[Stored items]
<<<<

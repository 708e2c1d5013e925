//! Named scenarios - saved snapshots of the active cue set, and the store
//! that persists them.
//!
//! A store is a flat table of `(name, cues)` rows. The engine-level
//! semantics live here as free functions over any [`ScenarioStore`]:
//! upsert-by-name on save (last write wins), first matching row on load,
//! and "unknown name reads as the empty selection".

mod csv_store;

pub use csv_store::*;

use cue_rules::Cue;
use log::{debug, info};
use serde::{Deserialize, Serialize};
use thiserror::Error;

use crate::selection::CueSelection;

/// Delimiter between cue ids in a stored row.
const CUE_DELIMITER: &str = ",";

/// Errors from scenario persistence.
#[derive(Debug, Error)]
pub enum ScenarioError {
    #[error("scenario name must not be empty")]
    EmptyName,

    #[error("scenario name '{name}' may not contain a comma")]
    InvalidName { name: String },

    #[error("unknown cue id '{token}' in stored scenario")]
    UnknownCue { token: String },

    #[error("malformed scenario row at line {line}")]
    MalformedRow { line: usize },

    #[error("scenario store I/O failed: {0}")]
    Io(#[from] std::io::Error),
}

/// A saved snapshot of which cues were active, keyed by name.
#[derive(Debug, Clone, PartialEq, Eq, Serialize, Deserialize)]
pub struct Scenario {
    pub name: String,
    /// Active cues in fixed declaration order.
    pub cues: Vec<Cue>,
}

impl Scenario {
    /// Snapshot the given selection under a name.
    pub fn from_selection(name: impl Into<String>, selection: &CueSelection) -> Self {
        Self {
            name: name.into(),
            cues: selection.active_cues(),
        }
    }

    /// Comma-joined cue ids, in declaration order.
    pub fn cue_list(&self) -> String {
        self.cues
            .iter()
            .map(|cue| cue.id())
            .collect::<Vec<_>>()
            .join(CUE_DELIMITER)
    }

    /// Parse a comma-joined cue id list back into cues.
    ///
    /// The empty string parses to no cues. An unknown id is an integrity
    /// error, never silently skipped.
    pub fn parse_cue_list(list: &str) -> Result<Vec<Cue>, ScenarioError> {
        if list.is_empty() {
            return Ok(Vec::new());
        }

        list.split(CUE_DELIMITER)
            .map(|token| {
                let token = token.trim();
                Cue::from_id(token).ok_or_else(|| ScenarioError::UnknownCue {
                    token: token.to_string(),
                })
            })
            .collect()
    }

    /// Reconstruct the selection this scenario captured.
    pub fn to_selection(&self) -> CueSelection {
        self.cues.iter().copied().collect()
    }
}

/// Durable table of scenario rows.
///
/// `read_all` returns rows in natural (insertion) order, and a store that
/// has never been written reads as empty rather than failing. `write_all`
/// replaces the whole table. The read-modify-write sequence in
/// [`save_scenario`] assumes a single writer; concurrent sessions sharing
/// one store would need to serialize saves externally.
pub trait ScenarioStore {
    fn read_all(&self) -> Result<Vec<Scenario>, ScenarioError>;
    fn write_all(&mut self, scenarios: &[Scenario]) -> Result<(), ScenarioError>;
}

/// Save the selection under `name`, replacing any existing row with the
/// same name.
///
/// Exactly one row per name survives; a replaced row keeps its position and
/// a new name appends. Empty and whitespace-only names are rejected.
pub fn save_scenario<S: ScenarioStore>(
    store: &mut S,
    name: &str,
    selection: &CueSelection,
) -> Result<(), ScenarioError> {
    if name.trim().is_empty() {
        return Err(ScenarioError::EmptyName);
    }

    let mut scenarios = store.read_all()?;
    let scenario = Scenario::from_selection(name, selection);
    match scenarios.iter_mut().find(|existing| existing.name == name) {
        Some(existing) => *existing = scenario,
        None => scenarios.push(scenario),
    }
    store.write_all(&scenarios)?;

    info!("saved scenario '{name}' with {} cues", selection.active_count());
    Ok(())
}

/// Load the named scenario as a selection.
///
/// An unknown name yields the empty selection, mirroring "no scenario
/// selected". In a damaged store holding duplicate names, the first
/// matching row wins.
pub fn load_scenario<S: ScenarioStore>(
    store: &S,
    name: &str,
) -> Result<CueSelection, ScenarioError> {
    let scenarios = store.read_all()?;
    match scenarios.iter().find(|scenario| scenario.name == name) {
        Some(scenario) => {
            debug!("loaded scenario '{name}' with {} cues", scenario.cues.len());
            Ok(scenario.to_selection())
        }
        None => {
            debug!("scenario '{name}' not found, loading empty selection");
            Ok(CueSelection::new())
        }
    }
}

/// Stored names in natural row order, for a scenario selector.
pub fn scenario_names<S: ScenarioStore>(store: &S) -> Result<Vec<String>, ScenarioError> {
    Ok(store
        .read_all()?
        .into_iter()
        .map(|scenario| scenario.name)
        .collect())
}

/// In-memory store for tests and embedding callers.
#[derive(Debug, Clone, Default)]
pub struct MemoryScenarioStore {
    scenarios: Vec<Scenario>,
}

impl MemoryScenarioStore {
    /// Create an empty store.
    pub fn new() -> Self {
        Self::default()
    }
}

impl ScenarioStore for MemoryScenarioStore {
    fn read_all(&self) -> Result<Vec<Scenario>, ScenarioError> {
        Ok(self.scenarios.clone())
    }

    fn write_all(&mut self, scenarios: &[Scenario]) -> Result<(), ScenarioError> {
        self.scenarios = scenarios.to_vec();
        Ok(())
    }
}
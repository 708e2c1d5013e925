//! Activation tiers - the threshold ladder mapping cluster scores to
//! qualitative labels.

use serde::{Deserialize, Serialize};

/// Qualitative activation tier for a cluster score.
#[derive(Debug, Clone, Copy, PartialEq, Eq, Hash, Serialize, Deserialize)]
pub enum Activation {
    Strong,
    Moderate,
    Low,
    Negative,
}

impl Activation {
    /// Map a score to its tier.
    ///
    /// Evaluated top-down with closed lower bounds: exactly 50, 20, and 0
    /// each belong to the higher tier.
    pub fn from_score(score: i32) -> Activation {
        if score >= 50 {
            Activation::Strong
        } else if score >= 20 {
            Activation::Moderate
        } else if score >= 0 {
            Activation::Low
        } else {
            Activation::Negative
        }
    }

    /// Headline shown next to the score.
    pub fn headline(self) -> &'static str {
        match self {
            Activation::Strong => "Strong Activation — build for this mindset",
            Activation::Moderate => "Moderate Activation — test and learn",
            Activation::Low => "Low Signal — weak fit",
            Activation::Negative => "Negative Activation — avoid",
        }
    }
}

impl std::fmt::Display for Activation {
    fn fmt(&self, f: &mut std::fmt::Formatter<'_>) -> std::fmt::Result {
        write!(f, "{}", self.headline())
    }
}
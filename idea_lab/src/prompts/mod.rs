//! Strategy prompts - canned suggestions triggered by cue combinations.

use cue_rules::Cue;
use serde::{Deserialize, Serialize};

use crate::selection::CueSelection;

/// Cue count at which the bundle A/B-test prompt fires.
const BUNDLE_PROMPT_THRESHOLD: usize = 4;

/// The canned strategy prompts, declared in their fixed emission order.
#[derive(Debug, Clone, Copy, PartialEq, Eq, Hash, Serialize, Deserialize)]
pub enum StrategyPrompt {
    /// `nature_cleanse` and `clean_wear` both active.
    BotanicalClinical,
    /// `cosy_calm` and `plant_pure` both active.
    CozyNaturalCare,
    /// Four or more cues active.
    BundleAbTest,
}

impl StrategyPrompt {
    /// All prompts in emission order.
    pub const ALL: [StrategyPrompt; 3] = [
        StrategyPrompt::BotanicalClinical,
        StrategyPrompt::CozyNaturalCare,
        StrategyPrompt::BundleAbTest,
    ];

    /// The suggestion text shown to the user.
    pub fn message(self) -> &'static str {
        match self {
            StrategyPrompt::BotanicalClinical => {
                "Position this combo as Botanical + Clinical Clean — ideal for aluminum-free messaging"
            }
            StrategyPrompt::CozyNaturalCare => {
                "Use cozy comfort + natural care — suitable for calming narratives on digital channels"
            }
            StrategyPrompt::BundleAbTest => {
                "Consider testing this cue bundle in a targeted A/B test across 2 personas"
            }
        }
    }

    /// Whether this prompt's condition holds for the selection.
    ///
    /// Conditions are independent; any number of prompts can fire at once.
    pub fn applies_to(self, selection: &CueSelection) -> bool {
        match self {
            StrategyPrompt::BotanicalClinical => {
                selection.contains_all(&[Cue::NatureCleanse, Cue::CleanWear])
            }
            StrategyPrompt::CozyNaturalCare => {
                selection.contains_all(&[Cue::CosyCalm, Cue::PlantPure])
            }
            StrategyPrompt::BundleAbTest => selection.active_count() >= BUNDLE_PROMPT_THRESHOLD,
        }
    }

    /// Prompts that fire for the selection, in fixed emission order.
    pub fn matching(selection: &CueSelection) -> Vec<StrategyPrompt> {
        StrategyPrompt::ALL
            .into_iter()
            .filter(|prompt| prompt.applies_to(selection))
            .collect()
    }
}
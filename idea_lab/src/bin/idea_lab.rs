//! Interactive command-line surface for the idea laboratory.
//!
//! Line-oriented loop: toggle cues, inspect the assembled report, and
//! save/load named scenarios in a flat CSV file.

use std::io::{self, BufRead, Write};

use cue_rules::Cue;
use idea_lab::{CsvScenarioStore, CueSelection, IdeaEngine, LabReport};

const DEFAULT_STORE_PATH: &str = "scenarios.csv";

fn main() -> io::Result<()> {
    env_logger::init();

    let store_path = std::env::args()
        .nth(1)
        .unwrap_or_else(|| DEFAULT_STORE_PATH.to_string());
    let mut engine = IdeaEngine::new(CsvScenarioStore::new(store_path));
    let mut selection = CueSelection::new();

    println!("Mind Genomics Idea Laboratory");
    println!("Design ideas not by guessing, but by toggling truths. Type 'help' for commands.");

    let stdin = io::stdin();
    let mut input = stdin.lock();
    loop {
        print!("> ");
        io::stdout().flush()?;

        let mut line = String::new();
        if input.read_line(&mut line)? == 0 {
            break;
        }
        let line = line.trim();
        let (command, arg) = match line.split_once(' ') {
            Some((command, arg)) => (command, arg.trim()),
            None => (line, ""),
        };

        match command {
            "" => {}
            "help" => print_help(),
            "cues" => print_cues(&selection),
            "show" => print_report(&engine.evaluate(&selection), &selection),
            "toggle" | "on" | "off" => match Cue::from_id(arg) {
                Some(cue) => {
                    match command {
                        "on" => selection.activate(cue),
                        "off" => selection.deactivate(cue),
                        _ => {
                            selection.toggle(cue);
                        }
                    }
                    print_report(&engine.evaluate(&selection), &selection);
                }
                None => println!("unknown cue id '{arg}' (see 'cues')"),
            },
            "clear" => {
                selection.clear();
                println!("all cues off");
            }
            "save" => match engine.save(arg, &selection) {
                Ok(()) => println!("scenario '{arg}' saved"),
                Err(err) => println!("save failed: {err}"),
            },
            "load" => match engine.load(arg) {
                Ok(loaded) => {
                    selection = loaded;
                    print_report(&engine.evaluate(&selection), &selection);
                }
                Err(err) => println!("load failed: {err}"),
            },
            "scenarios" => match engine.scenario_names() {
                Ok(names) if names.is_empty() => println!("no saved scenarios"),
                Ok(names) => {
                    for name in names {
                        println!("{name}");
                    }
                }
                Err(err) => println!("could not read scenarios: {err}"),
            },
            "quit" | "exit" => break,
            other => println!("unknown command '{other}' (try 'help')"),
        }
    }

    Ok(())
}

fn print_help() {
    println!("commands:");
    println!("  cues                list the nine cues and their states");
    println!("  toggle <cue-id>     flip a cue and show the report");
    println!("  on <cue-id>         switch a cue on");
    println!("  off <cue-id>        switch a cue off");
    println!("  show                show the report for the current cues");
    println!("  clear               switch every cue off");
    println!("  save <name>         save the current cues as a scenario");
    println!("  load <name>         load a saved scenario");
    println!("  scenarios           list saved scenario names");
    println!("  quit                exit");
}

fn print_cues(selection: &CueSelection) {
    for cue in Cue::ALL {
        let mark = if selection.is_active(cue) { "x" } else { " " };
        println!("  [{mark}] {:<16} {}", cue.id(), cue.label());
    }
}

fn print_report(report: &LabReport, selection: &CueSelection) {
    let active: Vec<&str> = selection.active_cues().iter().map(|cue| cue.id()).collect();
    if active.is_empty() {
        println!("no cues active");
    } else {
        println!("active cues: {}", active.join(", "));
    }

    for reading in &report.readings {
        println!(
            "{}: {} ({})",
            reading.cluster.name(),
            reading.score,
            reading.headline
        );
        println!("    {}", reading.profile);
    }

    for prompt in &report.prompts {
        println!("strategy: {}", prompt.message());
    }
}
//! Cluster scoring - summing the fixed weight vectors over the active cues.

use cue_rules::{Activation, Cluster};
use serde::{Deserialize, Serialize};

use crate::selection::CueSelection;

/// Integer scores for all three clusters.
#[derive(Debug, Clone, Copy, Default, PartialEq, Eq, Serialize, Deserialize)]
pub struct ClusterScores {
    scores: [i32; Cluster::ALL.len()],
}

impl ClusterScores {
    /// Score for one cluster.
    pub fn get(&self, cluster: Cluster) -> i32 {
        self.scores[cluster as usize]
    }

    /// Activation tier for one cluster's score.
    pub fn activation(&self, cluster: Cluster) -> Activation {
        Activation::from_score(self.get(cluster))
    }

    /// Iterate scores in cluster order.
    pub fn iter(&self) -> impl Iterator<Item = (Cluster, i32)> + '_ {
        Cluster::ALL.into_iter().map(|cluster| (cluster, self.get(cluster)))
    }
}

/// Sum each cluster's weights over the active cues.
///
/// Pure function of the selection and the fixed weight table. Integer
/// addition over the chosen subset makes the result independent of the
/// order cues were toggled in.
pub fn compute_scores(selection: &CueSelection) -> ClusterScores {
    let mut scores = [0i32; Cluster::ALL.len()];

    for cue in selection.active_cues() {
        for cluster in Cluster::ALL {
            scores[cluster as usize] += cluster.weight_for(cue);
        }
    }

    ClusterScores { scores }
}

#[cfg(test)]
mod tests {
    use super::*;
    use cue_rules::Cue;

    #[test]
    fn test_empty_selection_scores_zero() {
        let scores = compute_scores(&CueSelection::new());

        for cluster in Cluster::ALL {
            assert_eq!(scores.get(cluster), 0);
            assert_eq!(scores.activation(cluster), Activation::Low);
        }
    }

    #[test]
    fn test_full_selection() {
        let selection: CueSelection = Cue::ALL.into_iter().collect();
        let scores = compute_scores(&selection);

        assert_eq!(scores.get(Cluster::Cluster1), 71);
        assert_eq!(scores.get(Cluster::Cluster2), 90);
        assert_eq!(scores.get(Cluster::Cluster3), -56);

        assert_eq!(scores.activation(Cluster::Cluster1), Activation::Strong);
        assert_eq!(scores.activation(Cluster::Cluster2), Activation::Strong);
        assert_eq!(scores.activation(Cluster::Cluster3), Activation::Negative);
    }

    #[test]
    fn test_single_cue() {
        let selection: CueSelection = [Cue::NatureCleanse].into_iter().collect();
        let scores = compute_scores(&selection);

        assert_eq!(scores.get(Cluster::Cluster1), 6);
        assert_eq!(scores.get(Cluster::Cluster2), 16);
        assert_eq!(scores.get(Cluster::Cluster3), -42);
    }

    #[test]
    fn test_subset_equals_member_weight_sum() {
        let subset = [Cue::CosyCalm, Cue::PlantPure, Cue::CareNight];
        let selection: CueSelection = subset.into_iter().collect();
        let scores = compute_scores(&selection);

        for cluster in Cluster::ALL {
            let expected: i32 = subset.iter().map(|cue| cluster.weight_for(*cue)).sum();
            assert_eq!(scores.get(cluster), expected);
        }
    }

    #[test]
    fn test_toggle_order_does_not_matter() {
        let forward: CueSelection = [Cue::CleanWear, Cue::SweatAway, Cue::TouchSmooth]
            .into_iter()
            .collect();
        let backward: CueSelection = [Cue::TouchSmooth, Cue::SweatAway, Cue::CleanWear]
            .into_iter()
            .collect();

        assert_eq!(compute_scores(&forward), compute_scores(&backward));
    }

    #[test]
    fn test_iter_order() {
        let scores = compute_scores(&CueSelection::new());
        let clusters: Vec<Cluster> = scores.iter().map(|(cluster, _)| cluster).collect();
        assert_eq!(clusters, Cluster::ALL.to_vec());
    }
}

>>>>

Wherever "MemoryScenarioStore" occurs in the entries above, copy the line it sits on.

# [EXERCISE RESULT]
pub struct MemoryScenarioStore {
impl MemoryScenarioStore {
impl ScenarioStore for MemoryScenarioStore {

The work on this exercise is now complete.